TASK TO CARRY OUT
Retype exactly the lines below, beginning with the first and ending with the line where "use seedpod_core::bitmap::SegmentBitmap;" appears.

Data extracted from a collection
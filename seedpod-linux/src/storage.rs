//! Disk-backed package store: one directory per package under `<data_dir>/packages/<hex id>`
//! holding `package.meta`, `data.bin` and `status.bin`.

use std::collections::HashMap;
use std::io::{self, SeekFrom};
use std::path::{Path, PathBuf};
use std::sync::atomic::{AtomicU64, Ordering};
use std::sync::Arc;

use bytes::Bytes;
use futures::StreamExt;
use seedpod_core::bitmap::SegmentBitmap;
use seedpod_core::integrity::{self, SegmentVerifier, VerifyError};
use seedpod_core::{
    BoxFuture, PackageId, PackageSplitInfo, SegmentStream, Storage, StorageError, VerifiedWriter,
};
use serde::{Deserialize, Serialize};
use tokio::fs::{self, File, OpenOptions};
use tokio::io::{AsyncReadExt, AsyncSeekExt, AsyncWriteExt};
use tokio::sync::{Mutex, RwLock};

const META_FILE: &str = "package.meta";
const DATA_FILE: &str = "data.bin";
const STATUS_FILE: &str = "status.bin";

/// Everything needed to download and verify a package.
#[derive(Debug, Clone, PartialEq, Eq, Serialize, Deserialize)]
pub struct PackageMeta {
    pub split: PackageSplitInfo,
    pub hashes: Vec<[u8; 32]>,
}

impl PackageMeta {
    pub fn id(&self) -> PackageId {
        PackageId::from_segment_hashes(&self.hashes)
    }

    fn check(&self) -> Result<(), DiskError> {
        if !self.split.is_valid() || self.hashes.len() != self.split.segments_count() as usize {
            return Err(DiskError::Corrupt("segment hashes do not match the layout"));
        }
        Ok(())
    }

    pub fn encode(&self) -> Result<Vec<u8>, DiskError> {
        Ok(bincode::serialize(self)?)
    }

    pub fn decode(bytes: &[u8]) -> Result<Self, DiskError> {
        let meta: PackageMeta = bincode::deserialize(bytes)?;
        meta.check()?;
        Ok(meta)
    }
}

#[derive(Debug, thiserror::Error)]
pub enum DiskError {
    #[error("i/o: {0}")]
    Io(#[from] io::Error),
    #[error("encoding: {0}")]
    Encoding(#[from] bincode::Error),
    #[error("corrupt package store: {0}")]
    Corrupt(&'static str),
}

impl From<DiskError> for StorageError {
    fn from(e: DiskError) -> Self {
        match e {
            DiskError::Io(e) => StorageError::Io(e),
            other => StorageError::Io(io::Error::new(io::ErrorKind::InvalidData, other)),
        }
    }
}

/// A package found on disk at startup.
#[derive(Debug, Clone, PartialEq, Eq)]
pub struct StoredPackage {
    pub id: PackageId,
    pub split: PackageSplitInfo,
    /// Persisted download bitmap; `None` when the package is complete.
    pub bitmap: Option<Vec<u8>>,
}

pub struct DiskStorage {
    root: PathBuf,
    metas: RwLock<HashMap<PackageId, Arc<PackageMeta>>>,
    status_writes: Mutex<()>,
    tmp_seq: AtomicU64,
}

impl DiskStorage {
    pub fn new(data_dir: &Path) -> Self {
        Self {
            root: data_dir.join("packages"),
            metas: RwLock::new(HashMap::new()),
            status_writes: Mutex::new(()),
            tmp_seq: AtomicU64::new(0),
        }
    }

    fn package_dir(&self, id: &PackageId) -> PathBuf {
        self.root.join(id.to_string())
    }

    pub fn meta_path(&self, id: &PackageId) -> PathBuf {
        self.package_dir(id).join(META_FILE)
    }

    /// Copy `path` into the store as a complete package.
    pub async fn import_file(
        &self,
        path: &Path,
        segment_length: u64,
    ) -> Result<PackageMeta, DiskError> {
        let data = fs::read(path).await?;
        let split = PackageSplitInfo::new(data.len() as u64, segment_length);
        let meta = PackageMeta {
            split,
            hashes: integrity::hash_segments(&data, split.segment_length() as usize),
        };
        let dir = self.package_dir(&meta.id());
        fs::create_dir_all(&dir).await?;
        fs::write(dir.join(DATA_FILE), &data).await?;
        fs::write(dir.join(META_FILE), meta.encode()?).await?;
        self.write_status(&dir, &None).await?;
        self.metas.write().await.insert(meta.id(), Arc::new(meta.clone()));
        Ok(meta)
    }

    /// Create an empty download target for `meta`.
    pub async fn add_target(&self, meta: PackageMeta) -> Result<PackageId, DiskError> {
        meta.check()?;
        let id = meta.id();
        let dir = self.package_dir(&id);
        if fs::try_exists(dir.join(META_FILE)).await? {
            return Ok(id);
        }
        fs::create_dir_all(&dir).await?;
        let data = File::create(dir.join(DATA_FILE)).await?;
        data.set_len(meta.split.data_file_length()).await?;
        fs::write(dir.join(META_FILE), meta.encode()?).await?;
        let empty = SegmentBitmap::empty(meta.split.segments_count()).into_bytes();
        self.write_status(&dir, &Some(empty)).await?;
        self.metas.write().await.insert(id, Arc::new(meta));
        Ok(id)
    }

    /// Every package under the store root. Unreadable directories are skipped with a warning.
    pub async fn load_all(&self) -> Result<Vec<StoredPackage>, DiskError> {
        let mut out = Vec::new();
        let mut entries = match fs::read_dir(&self.root).await {
            Ok(e) => e,
            Err(e) if e.kind() == io::ErrorKind::NotFound => return Ok(out),
            Err(e) => return Err(e.into()),
        };
        while let Some(entry) = entries.next_entry().await? {
            let dir = entry.path();
            match self.load_one(&dir).await {
                Ok(p) => out.push(p),
                Err(e) => {
                    tracing::warn!(dir = %dir.display(), error = %e, "skipping package directory")
                }
            }
        }
        Ok(out)
    }

    async fn load_one(&self, dir: &Path) -> Result<StoredPackage, DiskError> {
        let meta = PackageMeta::decode(&fs::read(dir.join(META_FILE)).await?)?;
        let id = meta.id();
        if dir.file_name().and_then(|n| n.to_str()) != Some(id.to_string().as_str()) {
            return Err(DiskError::Corrupt("directory name does not match package id"));
        }
        let bitmap = read_status(&dir.join(STATUS_FILE))
            .await?
            .unwrap_or_else(|| Some(SegmentBitmap::empty(meta.split.segments_count()).into_bytes()));
        let split = meta.split;
        self.metas.write().await.insert(id, Arc::new(meta));
        Ok(StoredPackage { id, split, bitmap })
    }

    async fn meta(&self, id: &PackageId) -> Result<Arc<PackageMeta>, StorageError> {
        if let Some(m) = self.metas.read().await.get(id) {
            return Ok(m.clone());
        }
        let bytes = match fs::read(self.package_dir(id).join(META_FILE)).await {
            Ok(b) => b,
            Err(e) if e.kind() == io::ErrorKind::NotFound => {
                return Err(StorageError::PackageNotFound(*id))
            }
            Err(e) => return Err(e.into()),
        };
        let meta = Arc::new(PackageMeta::decode(&bytes)?);
        self.metas.write().await.insert(*id, meta.clone());
        Ok(meta)
    }

    /// Replace `status.bin` through a temp file. Writes are serialized, and a partial bitmap
    /// never replaces a status that already records the package as complete.
    async fn write_status(&self, dir: &Path, bitmap: &Option<Vec<u8>>) -> Result<(), DiskError> {
        let _writing = self.status_writes.lock().await;
        let path = dir.join(STATUS_FILE);
        if bitmap.is_some() && matches!(read_status(&path).await, Ok(Some(None))) {
            tracing::debug!(dir = %dir.display(), "package already complete, partial status dropped");
            return Ok(());
        }
        let seq = self.tmp_seq.fetch_add(1, Ordering::Relaxed);
        let tmp = dir.join(format!("{STATUS_FILE}.{seq}.tmp"));
        fs::write(&tmp, bincode::serialize(bitmap)?).await?;
        fs::rename(&tmp, &path).await?;
        Ok(())
    }
}

/// The stored status, or `None` when there is no status file.
async fn read_status(path: &Path) -> Result<Option<Option<Vec<u8>>>, DiskError> {
    match fs::read(path).await {
        Ok(b) => Ok(Some(bincode::deserialize(&b)?)),
        Err(e) if e.kind() == io::ErrorKind::NotFound => Ok(None),
        Err(e) => Err(e.into()),
    }
}

fn storage_error(e: VerifyError) -> StorageError {
    match e {
        VerifyError::Mismatch { segment } => StorageError::HashMismatch { segment },
        VerifyError::Overflow => StorageError::Io(io::Error::new(io::ErrorKind::InvalidData, e)),
    }
}

fn check_indexes(split: &PackageSplitInfo, segments: &[u32]) -> Result<(), StorageError> {
    if segments.iter().all(|&i| i < split.segments_count()) {
        Ok(())
    } else {
        Err(StorageError::Io(io::Error::new(
            io::ErrorKind::InvalidInput,
            "segment index out of range",
        )))
    }
}

/// Writes each segment at its offset once its hash checked out.
struct DiskWriter {
    file: File,
    split: PackageSplitInfo,
    verifier: SegmentVerifier,
    pending: Vec<u8>,
}

impl VerifiedWriter for DiskWriter {
    /// Feeds the chunk one segment boundary at a time, so segments verified before a bad
    /// one in the same chunk are already on disk when the error comes back.
    fn write(&mut self, mut chunk: Bytes) -> BoxFuture<'_, Result<(), StorageError>> {
        Box::pin(async move {
            while !chunk.is_empty() {
                let take = self
                    .verifier
                    .remaining_in_segment()
                    .map_or(chunk.len(), |n| chunk.len().min(n as usize));
                let piece = chunk.split_to(take);
                let completed = self.verifier.update(&piece).map_err(storage_error)?;
                self.pending.extend_from_slice(&piece);
                for index in completed {
                    let len = self.split.segment_size(index) as usize;
                    self.file
                        .seek(SeekFrom::Start(self.split.segment_offset(index)))
                        .await?;
                    self.file.write_all(&self.pending[..len]).await?;
                    self.pending.drain(..len);
                }
            }
            Ok(())
        })
    }

    fn finish(mut self: Box<Self>) -> BoxFuture<'static, Result<(), StorageError>> {
        Box::pin(async move {
            if !self.verifier.is_complete() {
                return Err(StorageError::Io(io::ErrorKind::UnexpectedEof.into()));
            }
            self.file.flush().await?;
            self.file.sync_data().await?;
            Ok(())
        })
    }
}

impl Storage for DiskStorage {
    fn open_verified_write(
        &self,
        package: PackageId,
        segments: Vec<u32>,
    ) -> BoxFuture<'_, Result<Box<dyn VerifiedWriter>, StorageError>> {
        Box::pin(async move {
            let meta = self.meta(&package).await?;
            check_indexes(&meta.split, &segments)?;
            let expected = segments
                .iter()
                .map(|&i| (i, meta.split.segment_size(i), meta.hashes[i as usize]))
                .collect();
            let file = OpenOptions::new()
                .write(true)
                .open(self.package_dir(&package).join(DATA_FILE))
                .await?;
            let writer: Box<dyn VerifiedWriter> = Box::new(DiskWriter {
                file,
                split: meta.split,
                verifier: SegmentVerifier::new(expected),
                pending: Vec::new(),
            });
            Ok(writer)
        })
    }

    fn read_segments(
        &self,
        package: PackageId,
        segments: Vec<u32>,
    ) -> BoxFuture<'_, Result<SegmentStream, StorageError>> {
        Box::pin(async move {
            let meta = self.meta(&package).await?;
            check_indexes(&meta.split, &segments)?;
            let file = File::open(self.package_dir(&package).join(DATA_FILE)).await?;
            let split = meta.split;
            let stream = futures::stream::try_unfold(
                (file, segments.into_iter()),
                move |(mut file, mut rest)| async move {
                    let Some(index) = rest.next() else {
                        return Ok::<_, io::Error>(None);
                    };
                    let mut buf = vec![0u8; split.segment_size(index) as usize];
                    file.seek(SeekFrom::Start(split.segment_offset(index)))
                        .await?;
                    file.read_exact(&mut buf).await?;
                    Ok(Some((Bytes::from(buf), (file, rest))))
                },
            );
            Ok(stream.boxed())
        })
    }

    fn persist_download_status(
        &self,
        package: PackageId,
        bitmap: Option<Vec<u8>>,
    ) -> BoxFuture<'_, Result<(), StorageError>> {
        Box::pin(async move {
            self.write_status(&self.package_dir(&package), &bitmap).await?;
            Ok(())
        })
    }
}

EXERCISE RESULT
filename seedpod-linux/src/storage.rs
//! Disk-backed package store: one directory per package under `<data_dir>/packages/<hex id>`
//! holding `package.meta`, `data.bin` and `status.bin`.

use std::collections::HashMap;
use std::io::{self, SeekFrom};
use std::path::{Path, PathBuf};
use std::sync::atomic::{AtomicU64, Ordering};
use std::sync::Arc;

use bytes::Bytes;
use futures::StreamExt;
use seedpod_core::bitmap::SegmentBitmap;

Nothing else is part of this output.